Kroger, the second largest largest retailer in United States announced today that the company along with its partner Nuro, a robotics company will start testing driverless grocery delivery in Scottsdale, Arizona.

“We’re excited to launch our autonomous vehicle delivery pilot with Fry’s in Scottsdale,” said Kroger Chief Digital Officer Yael Cosset. “Kroger wants to bring more customers the convenience of affordable grocery delivery, and our pilot with Nuro will help us test and learn to understand customer acceptance of autonomous vehicles in our seamless offering. We thank Arizona Governor Doug Ducey, Scottsdale Mayor Jim Lane, and the Scottsdale community for being terrific partners and for supporting customer-focused innovation.”

As Amazon keeps threatening big box retailers by gobbling market share in the US retail market year after year, companies like Walmart and Kroger are trying hard to protect their turf by embracing technology.

Both Walmart and Kroger are now working with autonomous driving technology companies as they try to tighten their reach with retail customers. Walmart joined hands with Waymo to transport customers to and from Walmart stores after they have placed orders online.

Later this week, Walmart and Waymo will launch a test pilot that gives early riders savings on groceries each week when they are ordered on Walmart.com. While orders are being prepared at the store, Waymo vehicles will transport the rider to and from Walmart to collect their groceries. – Medium (July 25th, 2018)

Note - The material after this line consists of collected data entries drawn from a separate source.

use super::*;
use crate::gate::{SyntaxPolicy, ValidatorCommand};
use crate::llm::scripted::{Reply, ScriptedGenerator};
use crate::llm::{FallbackChain, GenerationError};
use crate::report::DiagnosticRecord;
use std::path::Path;
use std::time::Duration;
use tempfile::tempdir;

const ORIGINAL: &str = "<?php $title = 'x'; ?>\n<style>\nh1{color:#FFF}\n</style>\n<?php echo $title; ?>\n";
const FIXED: &str = "<?php $title = 'x'; ?>\n<style>\nh1 {\n  color: #fff;\n}\n</style>\n<?php echo $title; ?>\n";

fn chain(models: &[&str]) -> FallbackChain {
    FallbackChain {
        models: models.iter().map(|m| m.to_string()).collect(),
        attempt_timeout: Duration::from_secs(5),
        rate_limit_pause: Duration::ZERO,
    }
}

fn gate(argv: &[&str]) -> SafetyGate {
    let argv: Vec<String> = argv.iter().map(|s| s.to_string()).collect();
    SafetyGate {
        validator: ValidatorCommand::from_argv(&argv).unwrap(),
        transient_suffix: ".check.php".to_string(),
        validator_timeout: Duration::from_secs(10),
        syntax_policy: SyntaxPolicy::Strict,
    }
}

fn fixer(replies: Vec<Reply>, models: &[&str], validator: &[&str]) -> Fixer<ScriptedGenerator> {
    let generator = PatchGenerator::new(ScriptedGenerator::new(replies), chain(models));
    Fixer::new(generator, gate(validator))
}

fn task_for(dir: &Path, name: &str, content: &str) -> FileTask {
    let path = dir.join(name);
    fs::write(&path, content).unwrap();
    FileTask {
        path,
        diagnostics: vec![DiagnosticRecord {
            line: Some(3),
            message: "Expected \"#FFF\" to be \"#fff\" (color-hex-case)".to_string(),
        }],
    }
}

fn transient(path: &Path) -> PathBuf {
    let mut name = path.as_os_str().to_os_string();
    name.push(".check.php");
    PathBuf::from(name)
}

#[cfg(unix)]
#[tokio::test]
async fn test_second_model_output_is_committed_after_first_fails() {
    let dir = tempdir().unwrap();
    let task = task_for(dir.path(), "header.php", ORIGINAL);
    let fenced = format!("```php\n{}```", FIXED);
    let fixer = fixer(
        vec![
            Reply::Fail(GenerationError::Api {
                status: 500,
                message: "internal".to_string(),
            }),
            Reply::Text(fenced),
        ],
        &["fast", "smart"],
        &["true"],
    );

    let outcome = fixer.fix_file(&task).await;

    assert_eq!(
        outcome,
        FixOutcome::Fixed {
            model: "smart".to_string()
        }
    );
    assert!(outcome.is_success());
    assert_eq!(fs::read_to_string(&task.path).unwrap(), FIXED);
    assert!(!transient(&task.path).exists());
}

#[cfg(unix)]
#[tokio::test]
async fn test_all_models_empty_never_reaches_gate() {
    let dir = tempdir().unwrap();
    let task = task_for(dir.path(), "header.php", ORIGINAL);
    let marker = dir.path().join("validator-ran");
    let script = format!("touch '{}'", marker.display());
    let fixer = fixer(
        vec![Reply::text(""), Reply::text("   ")],
        &["fast", "smart"],
        &["sh", "-c", &script, "sh"],
    );

    let outcome = fixer.fix_file(&task).await;

    assert!(matches!(outcome, FixOutcome::GenerationFailed { .. }));
    assert!(!outcome.is_success());
    assert!(!marker.exists());
    assert_eq!(fs::read_to_string(&task.path).unwrap(), ORIGINAL);
}

#[cfg(unix)]
#[tokio::test]
async fn test_syntax_failure_keeps_original_and_removes_transient() {
    let dir = tempdir().unwrap();
    let task = task_for(dir.path(), "header.php", ORIGINAL);
    let fixer = fixer(vec![Reply::text(FIXED)], &["fast"], &["false"]);

    let outcome = fixer.fix_file(&task).await;

    assert!(matches!(
        outcome,
        FixOutcome::Rejected {
            reason: RejectReason::SyntaxInvalid,
            ..
        }
    ));
    assert_eq!(fs::read_to_string(&task.path).unwrap(), ORIGINAL);
    assert!(!transient(&task.path).exists());
}

#[cfg(unix)]
#[tokio::test]
async fn test_dropped_php_tag_is_rejected() {
    let dir = tempdir().unwrap();
    let original = "<?php $a = 1; ?>\n<p style=\"color:RED\">x</p>\n<?php $b = 2; ?>\n";
    let candidate = "$a = 1; ?>\n<p style=\"color: red\">x</p>\n<?php $b = 2; ?>\n";
    let task = task_for(dir.path(), "inline.php", original);
    let fixer = fixer(vec![Reply::text(candidate)], &["fast"], &["true"]);

    let outcome = fixer.fix_file(&task).await;

    assert!(matches!(
        outcome,
        FixOutcome::Rejected {
            reason: RejectReason::TagCountMismatch,
            ..
        }
    ));
    assert_eq!(fs::read_to_string(&task.path).unwrap(), original);
}

#[cfg(unix)]
#[tokio::test]
async fn test_identical_output_is_unchanged() {
    let dir = tempdir().unwrap();
    let task = task_for(dir.path(), "header.php", ORIGINAL);
    let marker = dir.path().join("validator-ran");
    let script = format!("touch '{}'", marker.display());
    // Trimmed output loses the final newline; reconciliation restores it
    let fixer = fixer(
        vec![Reply::text(ORIGINAL.trim_end())],
        &["fast"],
        &["sh", "-c", &script, "sh"],
    );

    let outcome = fixer.fix_file(&task).await;

    assert_eq!(
        outcome,
        FixOutcome::Unchanged {
            model: "fast".to_string()
        }
    );
    assert!(!outcome.is_success());
    assert!(!marker.exists());
}

#[cfg(unix)]
#[tokio::test]
async fn test_dry_run_checks_but_does_not_write() {
    let dir = tempdir().unwrap();
    let task = task_for(dir.path(), "header.php", ORIGINAL);
    let fixer = fixer(vec![Reply::text(FIXED)], &["fast"], &["true"]).dry_run(true);

    let outcome = fixer.fix_file(&task).await;

    assert_eq!(
        outcome,
        FixOutcome::WouldFix {
            model: "fast".to_string()
        }
    );
    assert_eq!(fs::read_to_string(&task.path).unwrap(), ORIGINAL);
}

#[tokio::test]
async fn test_unreadable_file_is_io_failure() {
    let dir = tempdir().unwrap();
    let task = FileTask {
        path: dir.path().join("deleted.php"),
        diagnostics: vec![],
    };
    let fixer = fixer(vec![Reply::text(FIXED)], &["fast"], &["true"]);

    let outcome = fixer.fix_file(&task).await;

    assert!(matches!(outcome, FixOutcome::IoFailed { .. }));
    assert!(fixer.generator.backend().calls().is_empty());
}

#[cfg(unix)]
#[tokio::test]
async fn test_run_continues_after_rejection() {
    let dir = tempdir().unwrap();
    let first = task_for(dir.path(), "a.php", ORIGINAL);
    let second = task_for(dir.path(), "b.php", ORIGINAL);
    let broken = FIXED.replacen("<?php", "", 1);
    let fixer = fixer(
        vec![Reply::Text(broken), Reply::text(FIXED)],
        &["fast"],
        &["true"],
    );

    let summary = fixer.run(vec![first.clone(), second.clone()]).await;

    assert_eq!(summary.files.len(), 2);
    assert_eq!(summary.rejected(), 1);
    assert_eq!(summary.fixed(), 1);
    assert_eq!(summary.failed(), 0);
    assert_eq!(fs::read_to_string(&first.path).unwrap(), ORIGINAL);
    assert_eq!(fs::read_to_string(&second.path).unwrap(), FIXED);
    assert_eq!(
        summary.to_string(),
        "2 file(s): 1 fixed, 0 unchanged, 1 rejected, 0 failed"
    );
}

#[test]
fn test_normalize_generated_content_adds_newline_when_original_had() {
    let normalized = normalize_generated_content("line1\n", "line1".to_string());
    assert_eq!(normalized, "line1\n");
}

#[test]
fn test_normalize_generated_content_strips_newline_when_original_missing() {
    let normalized = normalize_generated_content("line1", "line1\n\n".to_string());
    assert_eq!(normalized, "line1");
}

#[test]
fn test_normalize_generated_content_preserves_crlf() {
    let normalized = normalize_generated_content("line1\r\n", "line1".to_string());
    assert_eq!(normalized, "line1\r\n");
}
//! Configuration management for lintpatch
//!
//! Settings live in a TOML file: `--config <path>`, else `./lintpatch.toml`,
//! else `~/.config/lintpatch/config.toml`. Every field has a default, so no
//! file at all is a valid setup.

use crate::gate::{SafetyGate, SyntaxPolicy, ValidatorCommand};
use crate::llm::client::DEFAULT_ENDPOINT;
use crate::llm::FallbackChain;
use anyhow::{bail, Context, Result};
use serde::{Deserialize, Serialize};
use std::fs;
use std::path::{Path, PathBuf};
use std::time::Duration;

const LOCAL_CONFIG_FILE: &str = "lintpatch.toml";

#[derive(Debug, Clone, Default, PartialEq, Eq, Serialize, Deserialize)]
#[serde(default, deny_unknown_fields)]
pub struct Config {
    pub generation: GenerationSettings,
    pub gate: GateSettings,
}

#[derive(Debug, Clone, PartialEq, Eq, Serialize, Deserialize)]
#[serde(default, deny_unknown_fields)]
pub struct GenerationSettings {
    /// Fallback chain, fastest/cheapest first
    pub models: Vec<String>,
    pub endpoint: String,
    /// Environment variable holding the API key
    pub api_key_env: String,
    pub attempt_timeout_secs: u64,
    pub rate_limit_pause_secs: u64,
    /// Optional cap on generated tokens; the API default applies when unset
    pub max_output_tokens: Option<u32>,
}

impl Default for GenerationSettings {
    fn default() -> Self {
        Self {
            models: vec![
                "gemini-2.0-flash".to_string(),
                "gemini-1.5-flash".to_string(),
            ],
            endpoint: DEFAULT_ENDPOINT.to_string(),
            api_key_env: "GEMINI_API_KEY".to_string(),
            attempt_timeout_secs: 120,
            rate_limit_pause_secs: 5,
            max_output_tokens: None,
        }
    }
}

#[derive(Debug, Clone, PartialEq, Eq, Serialize, Deserialize)]
#[serde(default, deny_unknown_fields)]
pub struct GateSettings {
    /// Syntax checker argv; the candidate path is appended
    pub validator: Vec<String>,
    pub transient_suffix: String,
    pub validator_timeout_secs: u64,
    pub syntax_policy: SyntaxPolicy,
}

impl Default for GateSettings {
    fn default() -> Self {
        Self {
            validator: vec!["php".to_string(), "-l".to_string()],
            transient_suffix: ".check.php".to_string(),
            validator_timeout_secs: 30,
            syntax_policy: SyntaxPolicy::Strict,
        }
    }
}

impl Config {
    /// Get the user-level config file path
    fn user_config_path() -> Option<PathBuf> {
        dirs::config_dir().map(|p| p.join("lintpatch").join("config.toml"))
    }

    /// Resolve and load the config.
    ///
    /// An explicit path must exist. Discovered files are optional, but any
    /// file that exists must parse.
    pub fn load(explicit: Option<&Path>, cwd: &Path) -> Result<(Self, Option<PathBuf>)> {
        if let Some(path) = explicit {
            let config = Self::load_from(path)?;
            return Ok((config, Some(path.to_path_buf())));
        }

        let candidates = std::iter::once(cwd.join(LOCAL_CONFIG_FILE)).chain(Self::user_config_path());
        for path in candidates {
            if path.is_file() {
                let config = Self::load_from(&path)?;
                return Ok((config, Some(path)));
            }
        }

        Ok((Self::default(), None))
    }

    pub fn load_from(path: &Path) -> Result<Self> {
        let content = fs::read_to_string(path)
            .with_context(|| format!("Failed to read config {}", path.display()))?;
        Self::from_toml_str(&content)
            .with_context(|| format!("Invalid config {}", path.display()))
    }

    pub fn from_toml_str(content: &str) -> Result<Self> {
        let config: Config = toml::from_str(content)?;
        config.validate()?;
        Ok(config)
    }

    pub fn validate(&self) -> Result<()> {
        let generation = &self.generation;
        if generation.models.iter().all(|m| m.trim().is_empty()) {
            bail!("generation.models must name at least one model");
        }
        if generation.attempt_timeout_secs == 0 {
            bail!("generation.attempt_timeout_secs must be greater than zero");
        }
        if generation.api_key_env.trim().is_empty() {
            bail!("generation.api_key_env must not be empty");
        }

        let gate = &self.gate;
        if ValidatorCommand::from_argv(&gate.validator).is_none() {
            bail!("gate.validator must name a program");
        }
        if gate.transient_suffix.is_empty() {
            bail!("gate.transient_suffix must not be empty");
        }
        if gate.validator_timeout_secs == 0 {
            bail!("gate.validator_timeout_secs must be greater than zero");
        }
        Ok(())
    }

    /// Read the API key from the configured environment variable
    pub fn api_key(&self) -> Result<String> {
        let var = &self.generation.api_key_env;
        match std::env::var(var) {
            Ok(key) if !key.trim().is_empty() => Ok(key.trim().to_string()),
            _ => bail!("{} environment variable not set", var),
        }
    }

    pub fn fallback_chain(&self) -> FallbackChain {
        FallbackChain {
            models: self
                .generation
                .models
                .iter()
                .map(|m| m.trim())
                .filter(|m| !m.is_empty())
                .map(String::from)
                .collect(),
            attempt_timeout: Duration::from_secs(self.generation.attempt_timeout_secs),
            rate_limit_pause: Duration::from_secs(self.generation.rate_limit_pause_secs),
        }
    }

    pub fn safety_gate(&self) -> Result<SafetyGate> {
        let validator = ValidatorCommand::from_argv(&self.gate.validator)
            .context("gate.validator must name a program")?;
        Ok(SafetyGate {
            validator,
            transient_suffix: self.gate.transient_suffix.clone(),
            validator_timeout: Duration::from_secs(self.gate.validator_timeout_secs),
            syntax_policy: self.gate.syntax_policy,
        })
    }
}
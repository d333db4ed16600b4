use crate::report::FileTask;

pub const LINT_FIX_INSTRUCTIONS: &str = r#"You are a professional code fixer. Fix the linting errors in the code below.

IMPORTANT RULES:
1. ONLY return the fixed file content. No explanations, no markdown blocks.
2. DO NOT change any PHP tags (<?php, <?=, ?>) or any program logic. Every tag must appear exactly as often as in the original.
3. ONLY fix the CSS/HTML/JS styling and presentation issues reported below.
4. If you cannot fix an error without breaking the file, return the ORIGINAL code exactly."#;

/// Render diagnostics as a bullet list, one per line
pub fn format_diagnostics(task: &FileTask) -> String {
    task.diagnostics
        .iter()
        .map(|d| format!("- {}", d))
        .collect::<Vec<_>>()
        .join("\n")
}

/// Build the single prompt sent to the generator for one file
pub fn build_fix_prompt(task: &FileTask, content: &str) -> String {
    format!(
        "{}\n\nFILE: {}\n\nERRORS:\n{}\n\nORIGINAL CODE:\n{}",
        LINT_FIX_INSTRUCTIONS,
        task.path.display(),
        format_diagnostics(task),
        content
    )
}
//! Safety gate
//!
//! Every generated patch passes through here before it may replace a file.
//! The generator is told to keep PHP tags and logic intact, but nothing it
//! says is trusted: tag counts are compared mechanically and the result must
//! pass the language's own syntax check.

use crate::util::{run_command_with_timeout, truncate};
use serde::{Deserialize, Serialize};
use std::ffi::OsString;
use std::fmt;
use std::fs;
use std::io;
use std::path::{Path, PathBuf};
use std::process::Command;
use std::time::Duration;
use tracing::{debug, warn};

/// Embedded-language boundary tokens whose counts must survive a patch
pub const OPEN_TAGS: [&str; 2] = ["<?php", "<?="];
pub const CLOSE_TAG: &str = "?>";

const MAX_VALIDATOR_OUTPUT_CHARS: usize = 1800;

#[derive(Debug, Clone, Copy, PartialEq, Eq)]
pub enum RejectReason {
    TagCountMismatch,
    SyntaxInvalid,
    EmptyOutput,
}

impl RejectReason {
    pub fn label(&self) -> &'static str {
        match self {
            RejectReason::TagCountMismatch => "tag-count-mismatch",
            RejectReason::SyntaxInvalid => "syntax-invalid",
            RejectReason::EmptyOutput => "empty-output",
        }
    }
}

impl fmt::Display for RejectReason {
    fn fmt(&self, f: &mut fmt::Formatter<'_>) -> fmt::Result {
        f.write_str(self.label())
    }
}

#[derive(Debug, Clone, PartialEq, Eq)]
pub enum GateResult {
    Pass(String),
    Reject {
        reason: RejectReason,
        /// Human-readable explanation (counts, validator output)
        detail: String,
    },
}

impl GateResult {
    fn reject(reason: RejectReason, detail: impl Into<String>) -> Self {
        GateResult::Reject {
            reason,
            detail: detail.into(),
        }
    }

    pub fn is_pass(&self) -> bool {
        matches!(self, GateResult::Pass(_))
    }
}

/// What to do when the candidate fails the syntax check
#[derive(Debug, Clone, Copy, PartialEq, Eq, Default, Serialize, Deserialize)]
#[serde(rename_all = "lowercase")]
pub enum SyntaxPolicy {
    /// Any validator failure rejects the patch
    #[default]
    Strict,
    /// Tolerate a failing candidate when the original already fails
    Baseline,
}

/// Occurrences of each boundary token in one piece of content
#[derive(Debug, Clone, Copy, PartialEq, Eq, Default)]
pub struct DelimiterCounts {
    /// Same order as [`OPEN_TAGS`]
    pub open: [usize; 2],
    pub close: usize,
}

impl DelimiterCounts {
    pub fn of(content: &str) -> Self {
        Self {
            open: OPEN_TAGS.map(|tag| content.matches(tag).count()),
            close: content.matches(CLOSE_TAG).count(),
        }
    }

    fn open_total(&self) -> usize {
        self.open.iter().sum()
    }
}

/// Per-token count equality between original and candidate
pub fn check_delimiters(original: &str, candidate: &str) -> Result<(), String> {
    let before = DelimiterCounts::of(original);
    let after = DelimiterCounts::of(candidate);
    if before == after {
        return Ok(());
    }

    let per_tag = OPEN_TAGS
        .iter()
        .zip(before.open.iter().zip(after.open.iter()))
        .map(|(tag, (b, a))| format!("{} {}->{}", tag, b, a))
        .collect::<Vec<_>>()
        .join(", ");

    Err(format!(
        "original: {} open, {} close; patched: {} open, {} close ({}, {} {}->{})",
        before.open_total(),
        before.close,
        after.open_total(),
        after.close,
        per_tag,
        CLOSE_TAG,
        before.close,
        after.close
    ))
}

/// External syntax checker invocation, e.g. `php -l <file>`
#[derive(Debug, Clone, PartialEq, Eq)]
pub struct ValidatorCommand {
    pub program: String,
    pub args: Vec<String>,
}

impl ValidatorCommand {
    /// Split a `["php", "-l"]`-style argv. `None` when empty.
    pub fn from_argv(argv: &[String]) -> Option<Self> {
        let (program, args) = argv.split_first()?;
        if program.trim().is_empty() {
            return None;
        }
        Some(Self {
            program: program.clone(),
            args: args.to_vec(),
        })
    }

    fn label(&self) -> String {
        std::iter::once(self.program.as_str())
            .chain(self.args.iter().map(String::as_str))
            .collect::<Vec<_>>()
            .join(" ")
    }
}

#[derive(Debug)]
enum Validation {
    Valid,
    Invalid(String),
    /// The validator never produced a verdict (spawn failure, timeout)
    Unavailable(String),
}

#[derive(Debug, Clone)]
pub struct SafetyGate {
    pub validator: ValidatorCommand,
    /// Appended to the target path to name the transient validation file
    pub transient_suffix: String,
    pub validator_timeout: Duration,
    pub syntax_policy: SyntaxPolicy,
}

impl SafetyGate {
    /// Run every check against a candidate for `path`.
    ///
    /// Never touches `path` itself; the only file written is the transient
    /// copy, which is gone again when this returns.
    pub fn check(&self, path: &Path, original: &str, candidate: &str) -> GateResult {
        if candidate.trim().is_empty() {
            return GateResult::reject(RejectReason::EmptyOutput, "patched content is empty");
        }

        if let Err(detail) = check_delimiters(original, candidate) {
            return GateResult::reject(RejectReason::TagCountMismatch, detail);
        }

        match self.validate_candidate(path, candidate) {
            Validation::Valid => GateResult::Pass(candidate.to_string()),
            Validation::Unavailable(detail) => {
                GateResult::reject(RejectReason::SyntaxInvalid, detail)
            }
            Validation::Invalid(output) => {
                if self.syntax_policy == SyntaxPolicy::Baseline && self.original_already_invalid(path)
                {
                    warn!(
                        path = %path.display(),
                        "original already fails syntax check, accepting patch under baseline policy"
                    );
                    return GateResult::Pass(candidate.to_string());
                }
                GateResult::reject(RejectReason::SyntaxInvalid, output)
            }
        }
    }

    pub fn transient_path(&self, path: &Path) -> PathBuf {
        let mut name: OsString = path.as_os_str().to_os_string();
        name.push(&self.transient_suffix);
        PathBuf::from(name)
    }

    fn validate_candidate(&self, path: &Path, candidate: &str) -> Validation {
        let transient_path = self.transient_path(path);
        let transient = match TransientFile::create(transient_path, candidate) {
            Ok(file) => file,
            Err(e) => {
                return Validation::Unavailable(format!(
                    "could not write validation copy: {}",
                    e
                ))
            }
        };

        let verdict = self.run_validator(transient.path());
        drop(transient);
        verdict
    }

    fn original_already_invalid(&self, path: &Path) -> bool {
        matches!(self.run_validator(path), Validation::Invalid(_))
    }

    fn run_validator(&self, target: &Path) -> Validation {
        let mut cmd = Command::new(&self.validator.program);
        cmd.args(&self.validator.args).arg(target);

        debug!(validator = %self.validator.label(), target = %target.display(), "running syntax check");
        let result = match run_command_with_timeout(&mut cmd, self.validator_timeout) {
            Ok(result) => result,
            Err(e) => {
                return Validation::Unavailable(format!("{}: {}", self.validator.label(), e))
            }
        };

        if result.timed_out {
            return Validation::Unavailable(format!(
                "{} timed out after {:?}",
                self.validator.label(),
                self.validator_timeout
            ));
        }

        if result.success() {
            Validation::Valid
        } else {
            Validation::Invalid(truncate(
                &result.combined_output(),
                MAX_VALIDATOR_OUTPUT_CHARS,
            ))
        }
    }
}

/// A file that exists only for the lifetime of this value
struct TransientFile {
    path: PathBuf,
}

impl TransientFile {
    fn create(path: PathBuf, content: &str) -> io::Result<Self> {
        if let Err(e) = fs::write(&path, content) {
            let _ = fs::remove_file(&path);
            return Err(e);
        }
        Ok(Self { path })
    }

    fn path(&self) -> &Path {
        &self.path
    }
}

impl Drop for TransientFile {
    fn drop(&mut self) {
        if let Err(e) = fs::remove_file(&self.path) {
            if e.kind() != io::ErrorKind::NotFound {
                warn!(path = %self.path.display(), error = %e, "failed to remove validation copy");
            }
        }
    }
}
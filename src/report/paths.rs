//! Mapping extracted stylesheet paths back to their source files
//!
//! Stylelint cannot read styles embedded in templates, so an upstream step
//! copies each `<style>` block or `style=""` attribute into
//! `.tmp-stylelint/<original path>.style.css` (or `.inline.css`) and lints
//! those. The report then names the extracted copy, not the real file.

/// Extraction directory segment, in both separator conventions
const EXTRACT_DIRS: [&str; 2] = [".tmp-stylelint/", ".tmp-stylelint\\"];

/// Suffixes appended to the original path by the extraction step
const EXTRACT_SUFFIXES: [&str; 2] = [".style.css", ".inline.css"];

/// Reconstruct the original file path from an extracted stylesheet path.
///
/// Removes the extraction directory segment wherever it appears (absolute
/// report paths keep their leading directories) and strips one extraction
/// suffix. Paths that were never extracted come back unchanged; the caller
/// decides whether the result exists.
pub fn reconstruct_source_path(source: &str) -> String {
    let mut path = source.to_string();

    for dir in EXTRACT_DIRS {
        if let Some(pos) = path.find(dir) {
            path.replace_range(pos..pos + dir.len(), "");
            break;
        }
    }

    for suffix in EXTRACT_SUFFIXES {
        if let Some(stripped) = path.strip_suffix(suffix) {
            return stripped.to_string();
        }
    }

    path
}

When the number one retailer in the country joins hands with number one autonomous driving technology company, the second largest player cannot sit and watch the events unfold. Kroger, naturally has now stepped up by working with Nuro to test its driverless delivery program.

Though it will take many more years before autonomous vehicles start delivering goods to at our doorstep, I think its the step in the right direction.

Nearly every major automaker in the world is working on some form of autonomous driving tech. Major technology companies like Google and Apple seem are in the fray as well. Google has been working on autonomous tech for more than a decade now and considering the depth of the company’s pocket, they are not going to stop until they get rid of the driver from the cars.

But as things get closer to reality, autonomous tech companies would much rather continue real world testing of their technology by transporting goods like groceries instead of using human passengers as test mules.

It’s a logical step and retailer’s are now playing along.